DATA PROVIDED ::
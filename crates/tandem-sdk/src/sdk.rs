//! Tandem SDK 主入口
//!
//! ```text
//! TandemSDK
//!   ├── ReplicaStore (内存副本 + 乐观 mutation 队列)
//!   ├── SyncOrchestrator (推送流 / catch-up / drain)
//!   ├── SnapshotStore → KvStore (sled 快照)
//!   ├── EventManager (UI 通知)
//!   └── LifecycleManager (前后台)
//! ```
//!
//! 传输层和命令执行由调用方通过 [`EventTransport`] 与 [`CommandExecutor`] 注入。

use serde::{Deserialize, Serialize};
use serde_json::Value;
use std::path::{Path, PathBuf};
use std::sync::atomic::{AtomicBool, Ordering};
use std::sync::Arc;
use tokio::sync::{broadcast, RwLock};
use tracing::{info, warn, Level};

use crate::connection_state::{ConnectionState, ConnectivityStatus};
use crate::error::{Result, TandemSDKError};
use crate::events::{EventFilter, EventManager, FilteredEventReceiver, SDKEvent};
use crate::lifecycle::{LifecycleManager, SyncLifecycleHook};
use crate::reconnect::ReconnectConfig;
use crate::storage::entities::{Collection, FieldMap, MutationId, SessionIdentity};
use crate::storage::kv::KvStore;
use crate::storage::mutators::MutatorRegistry;
use crate::storage::replica::{OptimisticTx, ReplicaStore};
use crate::storage::snapshot::SnapshotStore;
use crate::sync::catch_up::CatchUpOutcome;
use crate::sync::orchestrator::BootstrapOutcome;
use crate::sync::sequencer::SequencerConfig;
use crate::sync::{DrainReport, SyncConfig, SyncOrchestrator, SyncPhase};
use crate::transport::{CommandExecutor, EventTransport};
use crate::version;

/// Tandem SDK 配置
#[derive(Debug, Clone, Serialize, Deserialize)]
pub struct TandemConfig {
    /// 数据存储目录（快照 KV 位于 `{data_dir}/kv`）
    pub data_dir: PathBuf,
    pub sequencer: SequencerConfig,
    pub reconnect: ReconnectConfig,
    /// 事件广播缓冲区大小
    pub event_buffer_size: usize,
    /// 每次应用后写副本快照
    pub persist_snapshots: bool,
    pub debug_mode: bool,
}

impl Default for TandemConfig {
    fn default() -> Self {
        Self {
            data_dir: default_data_dir(),
            sequencer: SequencerConfig::default(),
            reconnect: ReconnectConfig::default(),
            event_buffer_size: 1000,
            persist_snapshots: true,
            debug_mode: false,
        }
    }
}

/// 默认数据目录 ~/.tandem/
fn default_data_dir() -> PathBuf {
    std::env::var("HOME")
        .or_else(|_| std::env::var("USERPROFILE"))
        .map(|home| PathBuf::from(home).join(".tandem"))
        .unwrap_or_else(|_| PathBuf::from("./tandem_data"))
}

impl TandemConfig {
    pub fn builder() -> TandemConfigBuilder {
        TandemConfigBuilder::new()
    }

    pub fn validate(&self) -> Result<()> {
        if self.sequencer.flush_debounce_ms == 0 {
            return Err(TandemSDKError::Config("flush_debounce_ms 必须大于 0".into()));
        }
        if self.sequencer.max_batch_wait_ms == 0 {
            return Err(TandemSDKError::Config("max_batch_wait_ms 必须大于 0".into()));
        }
        if self.sequencer.hole_timeout_ms == 0 {
            return Err(TandemSDKError::Config("hole_timeout_ms 必须大于 0".into()));
        }
        if self.reconnect.base_delay_ms == 0 {
            return Err(TandemSDKError::Config("base_delay_ms 必须大于 0".into()));
        }
        if self.reconnect.base_delay_ms > self.reconnect.max_delay_ms {
            return Err(TandemSDKError::Config(format!(
                "base_delay_ms ({}) 不能大于 max_delay_ms ({})",
                self.reconnect.base_delay_ms, self.reconnect.max_delay_ms
            )));
        }
        if self.event_buffer_size == 0 {
            return Err(TandemSDKError::Config("event_buffer_size 必须大于 0".into()));
        }
        Ok(())
    }

    fn sync_config(&self) -> SyncConfig {
        SyncConfig {
            sequencer: self.sequencer.clone(),
            reconnect: self.reconnect.clone(),
            persist_snapshots: self.persist_snapshots,
        }
    }
}

#[derive(Debug, Default)]
pub struct TandemConfigBuilder {
    config: TandemConfig,
}

impl TandemConfigBuilder {
    pub fn new() -> Self {
        Self::default()
    }

    pub fn data_dir<P: AsRef<Path>>(mut self, path: P) -> Self {
        self.config.data_dir = path.as_ref().to_path_buf();
        self
    }

    pub fn flush_debounce_ms(mut self, ms: u64) -> Self {
        self.config.sequencer.flush_debounce_ms = ms;
        self
    }

    /// 持续推送时一个批次最长等待多久
    pub fn max_batch_wait_ms(mut self, ms: u64) -> Self {
        self.config.sequencer.max_batch_wait_ms = ms;
        self
    }

    pub fn hole_timeout_ms(mut self, ms: u64) -> Self {
        self.config.sequencer.hole_timeout_ms = ms;
        self
    }

    pub fn reconnect(mut self, config: ReconnectConfig) -> Self {
        self.config.reconnect = config;
        self
    }

    pub fn event_buffer_size(mut self, size: usize) -> Self {
        self.config.event_buffer_size = size;
        self
    }

    pub fn persist_snapshots(mut self, enabled: bool) -> Self {
        self.config.persist_snapshots = enabled;
        self
    }

    pub fn debug_mode(mut self, enabled: bool) -> Self {
        self.config.debug_mode = enabled;
        self
    }

    pub fn build(self) -> TandemConfig {
        self.config
    }
}

/// 安装 fmt subscriber。已经安装过（宿主应用或测试）时静默跳过。
pub fn init_tracing(debug_mode: bool) {
    let level = if debug_mode { Level::DEBUG } else { Level::INFO };
    let _ = tracing_subscriber::fmt()
        .with_max_level(level)
        .with_target(false)
        .try_init();
}

pub struct TandemSDK {
    config: TandemConfig,
    identity: SessionIdentity,
    kv: Arc<KvStore>,
    events: Arc<EventManager>,
    store: Arc<ReplicaStore>,
    orchestrator: Arc<SyncOrchestrator>,
    lifecycle: RwLock<LifecycleManager>,
    shutting_down: AtomicBool,
}

impl TandemSDK {
    /// 使用内置 mutator 初始化
    pub async fn initialize(
        config: TandemConfig,
        identity: SessionIdentity,
        transport: Arc<dyn EventTransport>,
        executor: Arc<dyn CommandExecutor>,
    ) -> Result<Arc<Self>> {
        Self::initialize_with_mutators(config, identity, transport, executor, MutatorRegistry::default())
            .await
    }

    pub async fn initialize_with_mutators(
        config: TandemConfig,
        identity: SessionIdentity,
        transport: Arc<dyn EventTransport>,
        executor: Arc<dyn CommandExecutor>,
        mutators: MutatorRegistry,
    ) -> Result<Arc<Self>> {
        config.validate()?;
        init_tracing(config.debug_mode);
        info!("正在初始化 {} (会话 {})", version::version_line(), identity);

        let kv = Arc::new(KvStore::new(&config.data_dir).await?);
        let snapshots = Arc::new(SnapshotStore::new(kv.clone()));
        let events = Arc::new(EventManager::new(config.event_buffer_size));
        let store = Arc::new(ReplicaStore::with_mutators(identity.clone(), mutators));

        let orchestrator = Arc::new(
            SyncOrchestrator::new(
                store.clone(),
                transport,
                executor,
                events.clone(),
                config.sync_config(),
            )
            .with_snapshot_store(snapshots),
        );

        let mut lifecycle = LifecycleManager::new();
        lifecycle.register_hook(Arc::new(SyncLifecycleHook::new(&orchestrator)));

        info!("Tandem SDK 初始化完成");
        Ok(Arc::new(Self {
            config,
            identity,
            kv,
            events,
            store,
            orchestrator,
            lifecycle: RwLock::new(lifecycle),
            shutting_down: AtomicBool::new(false),
        }))
    }

    /// 恢复快照并开始订阅推送流
    pub async fn start(&self) -> Result<BootstrapOutcome> {
        self.check_running()?;
        self.orchestrator.start().await
    }

    fn check_running(&self) -> Result<()> {
        if self.shutting_down.load(Ordering::Acquire) || self.orchestrator.is_destroyed() {
            return Err(TandemSDKError::Destroyed(self.identity.to_string()));
        }
        Ok(())
    }

    // ========== 读写 ==========

    pub fn config(&self) -> &TandemConfig {
        &self.config
    }

    pub fn identity(&self) -> &SessionIdentity {
        &self.identity
    }

    pub fn store(&self) -> &Arc<ReplicaStore> {
        &self.store
    }

    pub fn orchestrator(&self) -> &Arc<SyncOrchestrator> {
        &self.orchestrator
    }

    pub fn kv(&self) -> &Arc<KvStore> {
        &self.kv
    }

    pub fn register_mutator<F>(&self, name: impl Into<String>, mutator: F)
    where
        F: Fn(&mut OptimisticTx<'_>, &Value) -> Result<()> + Send + Sync + 'static,
    {
        self.store.register_mutator(name, mutator);
    }

    /// 乐观执行一个已注册的 mutator，返回 mutation id
    pub fn mutate(&self, name: &str, input: Value) -> Result<MutationId> {
        self.check_running()?;
        self.orchestrator.mutate(name, input)
    }

    pub fn set_local_fields(&self, collection: Collection, id: &str, fields: FieldMap) -> Result<bool> {
        self.check_running()?;
        self.orchestrator.set_local_fields(collection, id, fields)
    }

    /// 立即 catch-up（例如用户下拉刷新）
    pub async fn catch_up(&self) -> Result<CatchUpOutcome> {
        self.check_running()?;
        self.orchestrator.catch_up().await
    }

    /// 立即排空 mutation 队列
    pub async fn flush_mutations(&self) -> Result<DrainReport> {
        self.check_running()?;
        Ok(self.orchestrator.drain_mutations().await)
    }

    // ========== 状态与事件 ==========

    pub fn subscribe_events(&self) -> broadcast::Receiver<SDKEvent> {
        self.events.subscribe()
    }

    pub fn subscribe_filtered(&self, filter: EventFilter) -> FilteredEventReceiver {
        self.events.subscribe_filtered(filter)
    }

    pub fn event_manager(&self) -> &Arc<EventManager> {
        &self.events
    }

    pub fn phase(&self) -> SyncPhase {
        self.orchestrator.phase()
    }

    pub async fn connectivity(&self) -> ConnectivityStatus {
        self.orchestrator.connectivity().await
    }

    pub async fn connection_state(&self) -> ConnectionState {
        self.orchestrator.connection_state().get_state().await
    }

    pub fn is_shutting_down(&self) -> bool {
        self.shutting_down.load(Ordering::Acquire)
    }

    // ========== 生命周期 ==========

    pub async fn enter_foreground(&self) -> Result<()> {
        self.check_running()?;
        self.lifecycle.read().await.notify_foreground().await
    }

    pub async fn enter_background(&self) -> Result<()> {
        self.check_running()?;
        self.lifecycle.read().await.notify_background().await
    }

    /// 写最后一次快照，停止推送循环。重复调用无副作用。
    pub async fn shutdown(&self) -> Result<()> {
        if self.shutting_down.swap(true, Ordering::AcqRel) {
            return Ok(());
        }
        info!("正在关闭 Tandem SDK...");
        self.orchestrator.shutdown().await;
        if let Err(e) = self.kv.flush().await {
            warn!("刷新 KV 失败: {}", e);
        }
        self.orchestrator.connection_state().log_state().await;
        info!("Tandem SDK 关闭完成");
        Ok(())
    }
}
//! KV 存储模块 - 基于 sled 的键值存储
//!
//! 每个会话身份（用户 + 组织）一棵独立的 Tree，Tree 名为身份的 SHA-256。
//! 值统一以 JSON 编码。

use serde::{Deserialize, Serialize};
use sled::{Db, Tree};
use std::collections::HashMap;
use std::path::{Path, PathBuf};
use std::sync::Arc;
use tokio::sync::RwLock;
use tracing::info;

use super::entities::SessionIdentity;
use crate::error::{Result, TandemSDKError};

/// KV 统计
#[derive(Debug, Clone, Default, Serialize, Deserialize)]
pub struct KvStats {
    pub session_trees: usize,
    pub current_keys: usize,
    pub size_on_disk: u64,
}

/// KV 存储组件
#[derive(Debug)]
pub struct KvStore {
    base_path: PathBuf,
    db: Arc<Db>,
    /// 已打开的会话 Tree，键为身份存储键
    session_trees: Arc<RwLock<HashMap<String, Tree>>>,
    /// 当前会话存储键
    current_session: Arc<RwLock<Option<String>>>,
}

fn tree_name(storage_key: &str) -> String {
    format!("session_{}", storage_key)
}

impl KvStore {
    /// 在 `{base_path}/kv` 打开数据库
    pub async fn new(base_path: &Path) -> Result<Self> {
        let base_path = base_path.to_path_buf();
        let kv_path = base_path.join("kv");

        tokio::fs::create_dir_all(&kv_path)
            .await
            .map_err(|e| TandemSDKError::IO(format!("创建 KV 存储目录失败: {}", e)))?;

        // 切换会话后旧实例可能刚释放文件锁，带退避重试
        const MAX_OPEN_RETRIES: u32 = 8;
        const RETRY_DELAY_MS: u64 = 300;
        let mut db_opt: Option<Db> = None;
        let mut last_err: Option<sled::Error> = None;
        for attempt in 0..MAX_OPEN_RETRIES {
            match sled::open(&kv_path) {
                Ok(db) => {
                    db_opt = Some(db);
                    break;
                }
                Err(e) => {
                    let msg = e.to_string();
                    last_err = Some(e);
                    let is_lock = msg.contains("could not acquire lock")
                        || msg.contains("Resource temporarily unavailable")
                        || msg.contains("WouldBlock");
                    if is_lock && attempt + 1 < MAX_OPEN_RETRIES {
                        let delay_ms = RETRY_DELAY_MS * (1 << attempt);
                        tokio::time::sleep(tokio::time::Duration::from_millis(delay_ms)).await;
                    } else {
                        break;
                    }
                }
            }
        }
        let db = db_opt.ok_or_else(|| {
            TandemSDKError::KvStore(
                last_err
                    .map(|e| format!("打开 sled 数据库失败: {}", e))
                    .unwrap_or_else(|| "打开 sled 数据库失败".to_string()),
            )
        })?;

        Ok(Self {
            base_path,
            db: Arc::new(db),
            session_trees: Arc::new(RwLock::new(HashMap::new())),
            current_session: Arc::new(RwLock::new(None)),
        })
    }

    pub fn base_path(&self) -> &Path {
        &self.base_path
    }

    async fn open_session_tree(&self, storage_key: &str) -> Result<Tree> {
        if let Some(tree) = self.session_trees.read().await.get(storage_key) {
            return Ok(tree.clone());
        }

        let tree = self
            .db
            .open_tree(tree_name(storage_key))
            .map_err(|e| TandemSDKError::KvStore(format!("打开会话 Tree 失败: {}", e)))?;
        self.session_trees
            .write()
            .await
            .insert(storage_key.to_string(), tree.clone());
        Ok(tree)
    }

    /// 切换当前会话（Tree 不存在则创建）
    pub async fn switch_session(&self, identity: &SessionIdentity) -> Result<()> {
        let storage_key = identity.storage_key();
        self.open_session_tree(&storage_key).await?;
        *self.current_session.write().await = Some(storage_key);
        info!("KV 会话已切换: {}", identity);
        Ok(())
    }

    /// 删除某个会话的全部数据
    pub async fn cleanup_session(&self, identity: &SessionIdentity) -> Result<()> {
        let storage_key = identity.storage_key();
        self.session_trees.write().await.remove(&storage_key);
        self.db
            .drop_tree(tree_name(&storage_key))
            .map_err(|e| TandemSDKError::KvStore(format!("删除会话 Tree 失败: {}", e)))?;

        let mut current = self.current_session.write().await;
        if current.as_deref() == Some(storage_key.as_str()) {
            *current = None;
        }
        info!("KV 会话数据已清理: {}", identity);
        Ok(())
    }

    async fn current_tree(&self) -> Result<Tree> {
        let current = self.current_session.read().await;
        let storage_key = current
            .as_ref()
            .ok_or_else(|| TandemSDKError::KvStore("尚未选择会话".to_string()))?;

        let trees = self.session_trees.read().await;
        trees
            .get(storage_key)
            .cloned()
            .ok_or_else(|| TandemSDKError::KvStore("会话 Tree 不存在".to_string()))
    }

    pub async fn set<K, V>(&self, key: K, value: &V) -> Result<()>
    where
        K: AsRef<[u8]>,
        V: Serialize,
    {
        let tree = self.current_tree().await?;
        let bytes = serde_json::to_vec(value)
            .map_err(|e| TandemSDKError::Serialization(format!("序列化值失败: {}", e)))?;
        tree.insert(key, bytes)
            .map_err(|e| TandemSDKError::KvStore(format!("设置键值对失败: {}", e)))?;
        Ok(())
    }

    pub async fn get<K, V>(&self, key: K) -> Result<Option<V>>
    where
        K: AsRef<[u8]>,
        V: for<'de> Deserialize<'de>,
    {
        let tree = self.current_tree().await?;
        let result = tree
            .get(key)
            .map_err(|e| TandemSDKError::KvStore(format!("获取键值对失败: {}", e)))?;

        match result {
            Some(bytes) => {
                let value = serde_json::from_slice(&bytes).map_err(|e| {
                    TandemSDKError::Serialization(format!("反序列化值失败: {}", e))
                })?;
                Ok(Some(value))
            }
            None => Ok(None),
        }
    }

    pub async fn delete<K>(&self, key: K) -> Result<bool>
    where
        K: AsRef<[u8]>,
    {
        let tree = self.current_tree().await?;
        let removed = tree
            .remove(key)
            .map_err(|e| TandemSDKError::KvStore(format!("删除键值对失败: {}", e)))?;
        Ok(removed.is_some())
    }

    pub async fn exists<K>(&self, key: K) -> Result<bool>
    where
        K: AsRef<[u8]>,
    {
        let tree = self.current_tree().await?;
        tree.contains_key(key)
            .map_err(|e| TandemSDKError::KvStore(format!("检查键存在失败: {}", e)))
    }

    /// 刷盘
    pub async fn flush(&self) -> Result<()> {
        self.db
            .flush_async()
            .await
            .map_err(|e| TandemSDKError::KvStore(format!("刷盘失败: {}", e)))?;
        Ok(())
    }

    pub async fn stats(&self) -> Result<KvStats> {
        let current_keys = match self.current_tree().await {
            Ok(tree) => tree.len(),
            Err(_) => 0,
        };
        Ok(KvStats {
            session_trees: self.session_trees.read().await.len(),
            current_keys,
            size_on_disk: self.db.size_on_disk()?,
        })
    }
}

THE TASK ::
The expected response is the material above given again line by line, from its first line to the line holding "use crate::storage::snapshot::SnapshotStore;", inclusive.

ANSWER SPACE ::
filename crates/tandem-sdk/src/sdk.rs
//! Tandem SDK 主入口
//!
//! ```text
//! TandemSDK
//!   ├── ReplicaStore (内存副本 + 乐观 mutation 队列)
//!   ├── SyncOrchestrator (推送流 / catch-up / drain)
//!   ├── SnapshotStore → KvStore (sled 快照)
//!   ├── EventManager (UI 通知)
//!   └── LifecycleManager (前后台)
//! ```
//!
//! 传输层和命令执行由调用方通过 [`EventTransport`] 与 [`CommandExecutor`] 注入。

use serde::{Deserialize, Serialize};
use serde_json::Value;
use std::path::{Path, PathBuf};
use std::sync::atomic::{AtomicBool, Ordering};
use std::sync::Arc;
use tokio::sync::{broadcast, RwLock};
use tracing::{info, warn, Level};

use crate::connection_state::{ConnectionState, ConnectivityStatus};
use crate::error::{Result, TandemSDKError};
use crate::events::{EventFilter, EventManager, FilteredEventReceiver, SDKEvent};
use crate::lifecycle::{LifecycleManager, SyncLifecycleHook};
use crate::reconnect::ReconnectConfig;
use crate::storage::entities::{Collection, FieldMap, MutationId, SessionIdentity};
use crate::storage::kv::KvStore;
use crate::storage::mutators::MutatorRegistry;
use crate::storage::replica::{OptimisticTx, ReplicaStore};
use crate::storage::snapshot::SnapshotStore;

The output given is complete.